Overview
This document describes two precision-oriented features added to the Anima/FLUX LoRA training pipeline: lora_fp32_accumulation and attn_softmax_scale. Both target a common root cause — numerical precision loss in bfloat16 training — but they operate at different levels of the forward pass and carry different risk/reward profiles.
The Problem: bf16 Precision Loss in LoRA Training
bfloat16 has only ~3 significant decimal digits (7.8 mantissa bits vs. fp32's 23). Two specific failure modes arise:
-
LoRA delta vanishing: The LoRA contribution (
down → upmatmul) produces a small delta relative to the base model output. When added in bf16, this delta can be quantized to zero — effectively making the LoRA layer a no-op for that forward pass. -
Softmax saturation: When attention logits (Q·K scaled by 1/√d) are compressed into a narrow numerical range, bf16 softmax can't differentiate between tokens. Attention distributions become near-uniform, losing the model's ability to focus.
These issues compound: imprecise attention → noisy gradients → imprecise LoRA updates → slower or degraded convergence.

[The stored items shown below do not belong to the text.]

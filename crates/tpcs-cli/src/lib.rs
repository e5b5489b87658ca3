//! tpcs-cli
//!
//! Argument parsing, provider configuration, logging, note discovery and
//! output writing for the `tpcs` binary.

pub mod cli;
pub mod config;
pub mod logging;
pub mod notes;
pub mod outputs;
use std::fmt;

use serde::{Deserialize, Serialize};
use uuid::Uuid;

use super::token_count::TokenCount;
use crate::sentinel;

/// A medical note as handed to the workflow.
#[derive(Debug, Clone, Serialize, Deserialize)]
pub struct Note {
    /// Identifier shown in outputs, usually the source file path.
    pub id: String,
    pub text: String,
}

impl Note {
    pub fn new(id: impl Into<String>, text: impl Into<String>) -> Self {
        Self {
            id: id.into(),
            text: text.into(),
        }
    }
}

/// Output of the extraction step.
///
/// `standardized_category` is always either a reference table key or
/// `None`, and `covered` is true exactly when it is `Some`.
#[derive(Debug, Clone, PartialEq, Eq, Serialize, Deserialize)]
pub struct Identification {
    pub cancer_type: String,
    /// The category label as the model wrote it, before resolution.
    pub reported_category: String,
    pub standardized_category: Option<String>,
    pub covered: bool,
    pub primary_site: String,
    pub metastasis_sites: String,
    /// Stage explicitly written in the note (the EMR stage).
    pub emr_stage: String,
}

impl Identification {
    /// The reference table key to stage against, when covered.
    pub fn covered_category(&self) -> Option<&str> {
        if self.covered {
            self.standardized_category.as_deref()
        } else {
            None
        }
    }

    /// Display label for the category: the resolved key, else what the model reported.
    pub fn category_label(&self) -> &str {
        self.standardized_category
            .as_deref()
            .unwrap_or(&self.reported_category)
    }
}

#[derive(Debug, Clone, PartialEq, Eq, Serialize, Deserialize)]
#[serde(tag = "kind", content = "text", rename_all = "snake_case")]
pub enum CriteriaFindings {
    /// Free-text findings returned by the criteria step.
    Analysis(String),
    NotApplicable,
}

impl CriteriaFindings {
    pub fn as_text(&self) -> &str {
        match self {
            CriteriaFindings::Analysis(text) => text,
            CriteriaFindings::NotApplicable => sentinel::CRITERIA_NOT_APPLICABLE,
        }
    }
}

#[derive(Debug, Clone, PartialEq, Eq, Serialize, Deserialize)]
#[serde(tag = "kind", content = "name", rename_all = "snake_case")]
pub enum CalculatedStage {
    Named(String),
    InsufficientInformation,
    NotApplicable,
}

impl CalculatedStage {
    pub fn as_str(&self) -> &str {
        match self {
            CalculatedStage::Named(name) => name,
            CalculatedStage::InsufficientInformation => sentinel::INSUFFICIENT_INFORMATION,
            CalculatedStage::NotApplicable => sentinel::NOT_APPLICABLE,
        }
    }
}

impl fmt::Display for CalculatedStage {
    fn fmt(&self, f: &mut fmt::Formatter<'_>) -> fmt::Result {
        f.write_str(self.as_str())
    }
}

/// Output of the stage step.
#[derive(Debug, Clone, PartialEq, Eq, Serialize, Deserialize)]
pub struct StageAssessment {
    pub stage: CalculatedStage,
    pub explanation: String,
}

impl StageAssessment {
    pub fn not_applicable() -> Self {
        Self {
            stage: CalculatedStage::NotApplicable,
            explanation: sentinel::NOT_COVERED_EXPLANATION.to_string(),
        }
    }
}

/// The four generation steps, named after their workflow nodes.
#[derive(Debug, Clone, Copy, PartialEq, Eq, Hash, Serialize, Deserialize)]
#[serde(rename_all = "snake_case")]
pub enum Step {
    IdentifyCancer,
    AnalyzeCriteria,
    CalculateStage,
    GenerateReport,
}

impl Step {
    pub fn as_str(&self) -> &'static str {
        match self {
            Step::IdentifyCancer => "identify_cancer",
            Step::AnalyzeCriteria => "analyze_criteria",
            Step::CalculateStage => "calculate_stage",
            Step::GenerateReport => "generate_report",
        }
    }
}

impl fmt::Display for Step {
    fn fmt(&self, f: &mut fmt::Formatter<'_>) -> fmt::Result {
        f.write_str(self.as_str())
    }
}

/// One generation call made while processing a case.
#[derive(Debug, Clone, Serialize, Deserialize)]
pub struct StepRecord {
    pub step: Step,
    pub model_id: String,
    pub response: String,
    pub tokens: TokenCount,
    /// Estimated from the generator's model pricing; zero when the model
    /// has no known price.
    pub cost_usd: f64,
}

/// The fully processed case returned by the orchestrator.
#[derive(Debug, Clone, Serialize, Deserialize)]
pub struct CaseState {
    pub case_id: Uuid,
    pub note: Note,
    pub identification: Identification,
    pub criteria: CriteriaFindings,
    pub assessment: StageAssessment,
    pub report: String,
    pub transcript: Vec<StepRecord>,
    pub tokens: TokenCount,
}

impl CaseState {
    pub fn covered(&self) -> bool {
        self.identification.covered
    }

    pub fn calculated_stage(&self) -> &CalculatedStage {
        &self.assessment.stage
    }

    pub fn emr_stage(&self) -> &str {
        &self.identification.emr_stage
    }

    pub fn cost_usd(&self) -> f64 {
        self.transcript.iter().map(|r| r.cost_usd).sum()
    }

    /// Steps that issued a generation call, in order.
    pub fn steps_run(&self) -> Vec<Step> {
        self.transcript.iter().map(|r| r.step).collect()
    }
}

Feature 1: lora_fp32_accumulation
Flag: --lora_fp32_accumulation
Files: networks/lora_flux.py (implementation), networks/lora_anima.py (inherits), library/anima_train_utils.py (arg definition)
What It Does
Upcasts LoRA's down→up matrix multiplications to fp32, applies scaling in fp32, then casts the result back to the model's native dtype before adding to the base output.

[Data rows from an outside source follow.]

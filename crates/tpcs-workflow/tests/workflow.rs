mod common;

use common::{ScriptedGenerator, context};
use tpcs_core::context::StagingContext;
use tpcs_core::models::case::{CalculatedStage, CriteriaFindings, Note, Step};
use tpcs_core::reference::ReferenceTable;
use tpcs_core::sentinel;
use tpcs_core::synonyms::SynonymMap;
use tpcs_llm::error::LlmError;
use tpcs_workflow::Workflow;
use tpcs_workflow::error::WorkflowError;

const WILMS_EXTRACTION: &str =
    "Cancer Type: Wilms Tumor\nStandardized Category: Wilms Tumor (Renal Tumors)\n";
const NOTE: &str = "4-year-old with a left renal mass. Nephrectomy showed tumor spillage.";

fn note() -> Note {
    Note::new("notes/case1.txt", NOTE)
}

#[tokio::test]
async fn covered_category_runs_every_step() {
    let ctx = context();
    let generator = ScriptedGenerator::new([
        WILMS_EXTRACTION,
        "Tumor confined to kidney: absent\nLymph node involvement: unknown",
        "Stage: Stage III\nSpillage during surgery places this tumor in Stage III.",
        "Staging Summary: Wilms tumor, Toronto Stage III.",
    ]);

    let case = Workflow::new(&ctx, &generator).run(&note()).await.unwrap();

    assert!(case.covered());
    assert_eq!(
        case.identification.standardized_category.as_deref(),
        Some("Wilms Tumor (Renal Tumors)")
    );
    assert_eq!(case.identification.cancer_type, "Wilms Tumor");
    assert_eq!(
        case.steps_run(),
        vec![
            Step::IdentifyCancer,
            Step::AnalyzeCriteria,
            Step::CalculateStage,
            Step::GenerateReport
        ]
    );
    assert_eq!(
        case.calculated_stage(),
        &CalculatedStage::Named("Stage III".to_string())
    );
    assert!(case.assessment.explanation.contains("Spillage during surgery"));
    assert_eq!(case.report, "Staging Summary: Wilms tumor, Toronto Stage III.");
    assert_eq!(case.tokens.input, 400);
    assert_eq!(case.tokens.output, 40);
    assert!(case.transcript.iter().all(|r| r.cost_usd == 0.25));
    assert!((case.cost_usd() - 1.0).abs() < 1e-9);
}

#[tokio::test]
async fn missing_labels_take_named_defaults() {
    let ctx = context();
    let generator = ScriptedGenerator::new([WILMS_EXTRACTION, "findings", "Stage: Stage I", "report"]);

    let case = Workflow::new(&ctx, &generator).run(&note()).await.unwrap();

    assert_eq!(case.identification.primary_site, sentinel::NOT_SPECIFIED);
    assert_eq!(case.identification.metastasis_sites, sentinel::NONE_IDENTIFIED);
    assert_eq!(case.emr_stage(), sentinel::NOT_MENTIONED);
}

#[tokio::test]
async fn not_covered_marker_skips_criteria_and_stage() {
    let ctx = context();
    // The marker wins even though the category line names a covered key.
    let generator = ScriptedGenerator::new([
        "Cancer Type: Retinoblastoma\n\
         Standardized Category: Wilms Tumor (Renal Tumors)\n\
         THIS CANCER TYPE IS NOT COVERED BY THE TORONTO PEDIATRIC CANCER STAGING SYSTEM",
        "Report for an uncovered cancer.",
    ]);

    let case = Workflow::new(&ctx, &generator).run(&note()).await.unwrap();

    assert!(!case.covered());
    assert_eq!(case.identification.standardized_category, None);
    assert_eq!(case.identification.category_label(), "Wilms Tumor (Renal Tumors)");
    assert_eq!(generator.call_count(), 2);
    assert_eq!(case.steps_run(), vec![Step::IdentifyCancer, Step::GenerateReport]);
    assert_eq!(case.criteria, CriteriaFindings::NotApplicable);
    assert_eq!(case.calculated_stage(), &CalculatedStage::NotApplicable);
    assert_eq!(case.calculated_stage().as_str(), sentinel::NOT_APPLICABLE);
    assert_eq!(case.assessment.explanation, sentinel::NOT_COVERED_EXPLANATION);
    assert_eq!(case.report, "Report for an uncovered cancer.");

    let report_request = &generator.requests()[1];
    assert!(report_request.user.contains("Calculated Stage: Not applicable"));
}

#[tokio::test]
async fn unresolvable_category_is_not_covered() {
    let ctx = context();
    let generator = ScriptedGenerator::new([
        "Cancer Type: Retinoblastoma\nStandardized Category: Retinoblastoma\n",
        "report",
    ]);

    let case = Workflow::new(&ctx, &generator).run(&note()).await.unwrap();

    assert!(!case.covered());
    assert_eq!(generator.call_count(), 2);
    assert_eq!(case.identification.reported_category, "Retinoblastoma");
}

#[tokio::test]
async fn synonym_category_resolves_to_table_key() {
    let ctx = context();
    let generator = ScriptedGenerator::new([
        "Cancer Type: Nephroblastoma\nStandardized Category: **Renal Tumors**\n",
        "findings",
        "Stage: stage ii",
        "report",
    ]);

    let case = Workflow::new(&ctx, &generator).run(&note()).await.unwrap();

    assert!(case.covered());
    assert_eq!(
        case.identification.standardized_category.as_deref(),
        Some("Wilms Tumor (Renal Tumors)")
    );
    assert_eq!(
        case.calculated_stage(),
        &CalculatedStage::Named("Stage II".to_string())
    );
}

#[tokio::test]
async fn empty_table_treats_everything_as_not_covered() {
    let ctx = StagingContext::new(ReferenceTable::empty(), SynonymMap::embedded());
    let generator = ScriptedGenerator::new([WILMS_EXTRACTION, "report"]);

    let case = Workflow::new(&ctx, &generator).run(&note()).await.unwrap();

    assert!(!case.covered());
    assert_eq!(case.steps_run(), vec![Step::IdentifyCancer, Step::GenerateReport]);
}

#[tokio::test]
async fn ordinal_fallback_prefers_stage_i_over_stage_iii() {
    let ctx = context();
    let generator = ScriptedGenerator::new([
        WILMS_EXTRACTION,
        "findings",
        "The tumor is best described as Stage III. Earlier imaging suggested Stage I disease.",
        "report",
    ]);

    let case = Workflow::new(&ctx, &generator).run(&note()).await.unwrap();

    assert_eq!(
        case.calculated_stage(),
        &CalculatedStage::Named("Stage I".to_string())
    );
}

#[tokio::test]
async fn invented_stage_label_becomes_insufficient_information() {
    let ctx = context();
    let generator = ScriptedGenerator::new([
        WILMS_EXTRACTION,
        "findings",
        "Stage: Stage IIIB\nThe note is ambiguous.",
        "report",
    ]);

    let case = Workflow::new(&ctx, &generator).run(&note()).await.unwrap();

    assert_eq!(case.calculated_stage(), &CalculatedStage::InsufficientInformation);
    assert_eq!(case.calculated_stage().as_str(), sentinel::INSUFFICIENT_INFORMATION);
}

#[tokio::test]
async fn stage_prompts_carry_category_reference() {
    let ctx = context();
    let generator = ScriptedGenerator::new([
        "Cancer Type: Neuroblastoma\nStandardized Category: Neuroblastoma\nPrimary Site: Adrenal gland",
        "Image-defined risk factors: present",
        "Stage: L2",
        "report",
    ]);

    let case = Workflow::new(&ctx, &generator).run(&note()).await.unwrap();
    let requests = generator.requests();

    assert_eq!(case.calculated_stage().as_str(), "L2");
    assert_eq!(case.identification.primary_site, "Adrenal gland");

    let identify = &requests[0];
    assert!(identify.system.contains("Wilms Tumor (Renal Tumors), Neuroblastoma"));
    assert!(identify.system.contains("- 'ganglioneuroma' maps to 'Neuroblastoma'"));
    assert!(identify.user.contains(NOTE));

    let criteria = &requests[1];
    assert!(criteria.user.contains("Image-defined risk factors"));
    assert!(criteria.system.contains("Neuroblastoma: L1, L2, M, MS"));

    let stage = &requests[2];
    assert!(stage.user.contains("Image-defined risk factors: present"));
    assert!(stage.user.contains("L1, L2, M, MS"));
}

#[tokio::test]
async fn identical_inputs_give_identical_results() {
    let ctx = context();
    let script = [
        WILMS_EXTRACTION,
        "findings",
        "Stage: Stage IV\nLung nodules.",
        "report",
    ];

    let first_gen = ScriptedGenerator::new(script);
    let second_gen = ScriptedGenerator::new(script);
    let first = Workflow::new(&ctx, &first_gen).run(&note()).await.unwrap();
    let second = Workflow::new(&ctx, &second_gen).run(&note()).await.unwrap();

    assert_ne!(first.case_id, second.case_id);
    assert_eq!(first.identification, second.identification);
    assert_eq!(first.criteria, second.criteria);
    assert_eq!(first.assessment, second.assessment);
    assert_eq!(first.report, second.report);
    assert_eq!(first.steps_run(), second.steps_run());

    let first_requests: Vec<_> = first_gen.requests().into_iter().map(|r| (r.system, r.user)).collect();
    let second_requests: Vec<_> = second_gen.requests().into_iter().map(|r| (r.system, r.user)).collect();
    assert_eq!(first_requests, second_requests);
}

#[tokio::test]
async fn generation_failure_names_the_step() {
    let ctx = context();
    let generator = ScriptedGenerator::with_results([
        Ok(WILMS_EXTRACTION.to_string()),
        Err("throttled".to_string()),
    ]);

    let err = Workflow::new(&ctx, &generator).run(&note()).await.unwrap_err();

    assert_eq!(err.step(), Step::AnalyzeCriteria);
    assert!(matches!(
        err,
        WorkflowError::Step { source: LlmError::Invocation(ref msg), .. } if msg == "throttled"
    ));
    assert_eq!(generator.call_count(), 2);
}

# Standard path (bf16 throughout)
lx = self.lora_down(x) # bf16 matmul
lx = self.lora_up(lx) # bf16 matmul
return org_forwarded + lx * multiplier # bf16 add — delta may vanish
# FP32 accumulation path
lx = F.linear(x.float(), self.lora_down.weight.float()) # fp32 matmul
lx = F.linear(lx, self.lora_up.weight.float()) # fp32 matmul
lx = (lx * multiplier * scale).to(org_forwarded.dtype) # scale in fp32, then cast
return org_forwarded + lx # add in bf16
Why It Matters
Consider a rank-4 LoRA on a hidden_dim=3072 linear layer. The delta is the product of a (3072×4) and (4×3072) matrix — it's inherently low-magnitude because it passes through a 4-dimensional bottleneck. In bf16, values smaller than ~1e-2 relative to the base activation get rounded away.

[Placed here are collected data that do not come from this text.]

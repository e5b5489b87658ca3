//! CLI argument definitions.

use std::path::PathBuf;

use clap::{Args, Parser, Subcommand, ValueEnum};
use clap_verbosity_flag::{InfoLevel, Verbosity};

use tpcs_llm::config::{
    DEFAULT_AWS_REGION, DEFAULT_AZURE_DEPLOYMENT, DEFAULT_BEDROCK_MODEL, DEFAULT_TEMPERATURE,
    DEFAULT_TIMEOUT_SECS,
};

pub const DEFAULT_STAGING_DATA: &str = "data/toronto_staging.json";

#[derive(Debug, Parser)]
#[command(
    name = "tpcs",
    version,
    about = "Toronto Pediatric Cancer Staging from free-text medical notes",
    long_about = "Identify the cancer in pediatric medical notes and stage it against the \
                  Toronto Pediatric Cancer Staging System using a text-generation model.\n\n\
                  Research prototype: the output is unvalidated and not for clinical use."
)]
pub struct Cli {
    #[command(subcommand)]
    pub command: Command,

    /// Adjust log verbosity (-v for debug, -vv for trace, -q for warnings only).
    #[command(flatten)]
    pub verbosity: Verbosity<InfoLevel>,

    /// Log output format.
    #[arg(long = "log-format", value_enum, default_value = "pretty", global = true)]
    pub log_format: LogFormatArg,

    /// Write logs to a file instead of stderr.
    #[arg(long = "log-file", value_name = "PATH", global = true)]
    pub log_file: Option<PathBuf>,

    /// Reference table JSON.
    #[arg(
        long = "staging-data",
        value_name = "PATH",
        env = "TPCS_STAGING_DATA",
        default_value = DEFAULT_STAGING_DATA,
        global = true
    )]
    pub staging_data: PathBuf,
}

#[derive(Debug, Subcommand)]
pub enum Command {
    /// Stage one or more medical notes.
    Stage(StageArgs),

    /// List the categories and stage names of the reference table.
    Categories,

    /// List the subtype to category synonym map.
    Synonyms,
}

#[derive(Debug, Args)]
pub struct StageArgs {
    /// Medical note text files.
    #[arg(value_name = "NOTE", required_unless_present = "notes_dir", conflicts_with = "notes_dir")]
    pub notes: Vec<PathBuf>,

    /// Process every `*.txt` file in this directory.
    #[arg(long = "notes-dir", value_name = "DIR")]
    pub notes_dir: Option<PathBuf>,

    /// CSV summary path.
    #[arg(long = "output", short = 'o', value_name = "PATH", default_value = "results.csv")]
    pub output: PathBuf,

    /// Directory for Markdown reports (default: alongside the CSV).
    #[arg(long = "report-dir", value_name = "DIR")]
    pub report_dir: Option<PathBuf>,

    /// Skip the per-note Markdown reports.
    #[arg(long = "no-markdown")]
    pub no_markdown: bool,

    /// Run status file.
    #[arg(long = "status-file", value_name = "PATH", default_value = "project_status.md")]
    pub status_file: PathBuf,

    /// Print each step's raw model response.
    #[arg(long = "show-responses")]
    pub show_responses: bool,

    #[command(flatten)]
    pub provider: ProviderArgs,
}

#[derive(Debug, Clone, Args)]
pub struct ProviderArgs {
    /// Text-generation provider.
    #[arg(long, value_enum, env = "TPCS_PROVIDER", default_value = "bedrock")]
    pub provider: ProviderKind,

    /// Sampling temperature.
    #[arg(long, env = "TPCS_TEMPERATURE", default_value_t = DEFAULT_TEMPERATURE)]
    pub temperature: f32,

    /// Per-call timeout in seconds.
    #[arg(long = "timeout-secs", env = "TPCS_TIMEOUT_SECS", default_value_t = DEFAULT_TIMEOUT_SECS)]
    pub timeout_secs: u64,

    /// AWS region for Bedrock.
    #[arg(long = "aws-region", env = "AWS_REGION", default_value = DEFAULT_AWS_REGION)]
    pub aws_region: String,

    /// Named AWS profile for Bedrock credentials.
    #[arg(long = "aws-profile", env = "AWS_PROFILE")]
    pub aws_profile: Option<String>,

    /// Bedrock model or inference profile id.
    #[arg(long, env = "BEDROCK_MODEL_ID", default_value = DEFAULT_BEDROCK_MODEL)]
    pub model: String,

    /// Azure OpenAI endpoint, e.g. https://name.openai.azure.com.
    #[arg(long = "azure-endpoint", env = "AZURE_ENDPOINT", hide_env_values = true)]
    pub azure_endpoint: Option<String>,

    /// Azure OpenAI API key.
    #[arg(long = "azure-api-key", env = "AZURE_API_KEY", hide_env_values = true)]
    pub azure_api_key: Option<String>,

    /// Azure OpenAI API version.
    #[arg(long = "azure-api-version", env = "AZURE_API_VERSION")]
    pub azure_api_version: Option<String>,

    /// Azure OpenAI deployment name.
    #[arg(
        long = "azure-deployment",
        env = "AZURE_GPT4O_DEPLOYMENT",
        default_value = DEFAULT_AZURE_DEPLOYMENT
    )]
    pub azure_deployment: String,
}

#[derive(Debug, Clone, Copy, PartialEq, Eq, ValueEnum)]
pub enum ProviderKind {
    Bedrock,
    Azure,
}

/// CLI log format choices.
#[derive(Debug, Clone, Copy, PartialEq, Eq, ValueEnum)]
pub enum LogFormatArg {
    Pretty,
    Compact,
    Json,
}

FP32 accumulation preserves these deltas with ~7 significant digits, ensuring the LoRA contribution actually reaches the residual stream.
Cost
Recommendation
Always enable. There is no downside. The precision gain is most impactful for low ranks (≤32) and bf16 training, but even at higher ranks the cost is zero so there's no reason to leave it off.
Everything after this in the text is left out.